[Collected data]
◆ ◆ ◆ ◆ ◆

//! Immutable snapshot of the controls for one render pass.

use crate::domain::model::{CandidateGene, Metal, SymptomLocation, SymptomPattern};
use crate::utils::error::Result;
use crate::utils::validation::{self, Validate};
use serde::{Deserialize, Serialize};

pub const INITIAL_ZINC_RANGE: (f64, f64) = (100.0, 2000.0);
pub const INITIAL_ZINC_STEP: f64 = 50.0;
pub const WEEKS_RANGE: (u32, u32) = (4, 24);
pub const POPULATION_RANGE: (usize, usize) = (50, 500);
pub const CONCENTRATION_RANGE: (f64, f64) = (1000.0, 30000.0);

#[derive(Debug, Clone, Copy, PartialEq, Eq, Hash, Serialize, Deserialize)]
#[serde(rename_all = "snake_case")]
pub enum PageId {
    Home,
    Remediation,
    Biomass,
    Diagnostics,
    Genetics,
    Mining,
}

impl PageId {
    pub const ALL: [PageId; 6] = [
        PageId::Home,
        PageId::Remediation,
        PageId::Biomass,
        PageId::Diagnostics,
        PageId::Genetics,
        PageId::Mining,
    ];

    pub fn title(self) -> &'static str {
        match self {
            PageId::Home => "Home",
            PageId::Remediation => "Phytoremediation Tracker",
            PageId::Biomass => "Biomass Predictor",
            PageId::Diagnostics => "Deficiency Detective",
            PageId::Genetics => "Genetics Explorer",
            PageId::Mining => "Phytomining Economy",
        }
    }

    pub fn slug(self) -> &'static str {
        match self {
            PageId::Home => "home",
            PageId::Remediation => "remediation",
            PageId::Biomass => "biomass",
            PageId::Diagnostics => "diagnostics",
            PageId::Genetics => "genetics",
            PageId::Mining => "mining",
        }
    }
}

#[derive(Debug, Clone, Copy, PartialEq)]
pub struct RemediationControls {
    pub initial_zinc_ppm: f64,
    pub weeks: u32,
}

impl Default for RemediationControls {
    fn default() -> Self {
        Self {
            initial_zinc_ppm: 800.0,
            weeks: 12,
        }
    }
}

/// Raw bytes of an uploaded photo plus its original file name.
#[derive(Debug, Clone, PartialEq)]
pub struct Upload {
    pub name: String,
    pub bytes: Vec<u8>,
}

#[derive(Debug, Clone, PartialEq, Default)]
pub struct BiomassControls {
    pub upload: Option<Upload>,
}

#[derive(Debug, Clone, Copy, PartialEq, Default)]
pub struct DiagnosticsControls {
    pub location: Option<SymptomLocation>,
    pub pattern: Option<SymptomPattern>,
}

#[derive(Debug, Clone, Copy, PartialEq)]
pub struct GeneticsControls {
    pub gene: CandidateGene,
    pub population_size: usize,
    pub seed: u64,
}

#[derive(Debug, Clone, Copy, PartialEq)]
pub struct MiningControls {
    pub hectares: f64,
    pub dry_biomass_t_per_ha: f64,
    pub metal: Metal,
    pub concentration_mg_per_kg: f64,
    /// Overrides the configured market price for `metal`.
    pub price_per_kg: Option<f64>,
}

impl Default for MiningControls {
    fn default() -> Self {
        Self {
            hectares: 1.0,
            dry_biomass_t_per_ha: 10.0,
            metal: Metal::Zinc,
            concentration_mg_per_kg: 10_000.0,
            price_per_kg: None,
        }
    }
}

/// One variant per page; the variant carries that page's control values.
#[derive(Debug, Clone, PartialEq)]
pub enum ViewModel {
    Home,
    Remediation(RemediationControls),
    Biomass(BiomassControls),
    Diagnostics(DiagnosticsControls),
    Genetics(GeneticsControls),
    Mining(MiningControls),
}

impl ViewModel {
    pub fn page(&self) -> PageId {
        match self {
            ViewModel::Home => PageId::Home,
            ViewModel::Remediation(_) => PageId::Remediation,
            ViewModel::Biomass(_) => PageId::Biomass,
            ViewModel::Diagnostics(_) => PageId::Diagnostics,
            ViewModel::Genetics(_) => PageId::Genetics,
            ViewModel::Mining(_) => PageId::Mining,
        }
    }
}

// Missing diagnostics selections and a missing upload are page states, not
// validation failures; they render as notices.
impl Validate for ViewModel {
    fn validate(&self) -> Result<()> {
        match self {
            ViewModel::Home | ViewModel::Diagnostics(_) => Ok(()),
            ViewModel::Remediation(c) => {
                validation::validate_range(
                    "initial_zinc",
                    c.initial_zinc_ppm,
                    INITIAL_ZINC_RANGE.0,
                    INITIAL_ZINC_RANGE.1,
                )?;
                validation::validate_step("initial_zinc", c.initial_zinc_ppm, INITIAL_ZINC_STEP)?;
                validation::validate_range("weeks", c.weeks, WEEKS_RANGE.0, WEEKS_RANGE.1)
            }
            ViewModel::Biomass(c) => match &c.upload {
                Some(upload) => validation::validate_file_extensions(
                    "image",
                    std::slice::from_ref(&upload.name),
                    validation::IMAGE_EXTENSIONS,
                ),
                None => Ok(()),
            },
            ViewModel::Genetics(c) => validation::validate_range(
                "population_size",
                c.population_size,
                POPULATION_RANGE.0,
                POPULATION_RANGE.1,
            ),
            ViewModel::Mining(c) => {
                validation::validate_non_negative_f64("hectares", c.hectares)?;
                validation::validate_non_negative_f64("yield_t_per_ha", c.dry_biomass_t_per_ha)?;
                validation::validate_range(
                    "concentration",
                    c.concentration_mg_per_kg,
                    CONCENTRATION_RANGE.0,
                    CONCENTRATION_RANGE.1,
                )?;
                if let Some(price) = c.price_per_kg {
                    validation::validate_non_negative_f64("price", price)?;
                }
                Ok(())
            }
        }
    }
}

◆ ◆ ◆ ◆ ◆

_Task objective_
Copy out each line of the records that holds the string "usize".

_Response for this exercise_
pub const POPULATION_RANGE: (usize, usize) = (50, 500);
    pub population_size: usize,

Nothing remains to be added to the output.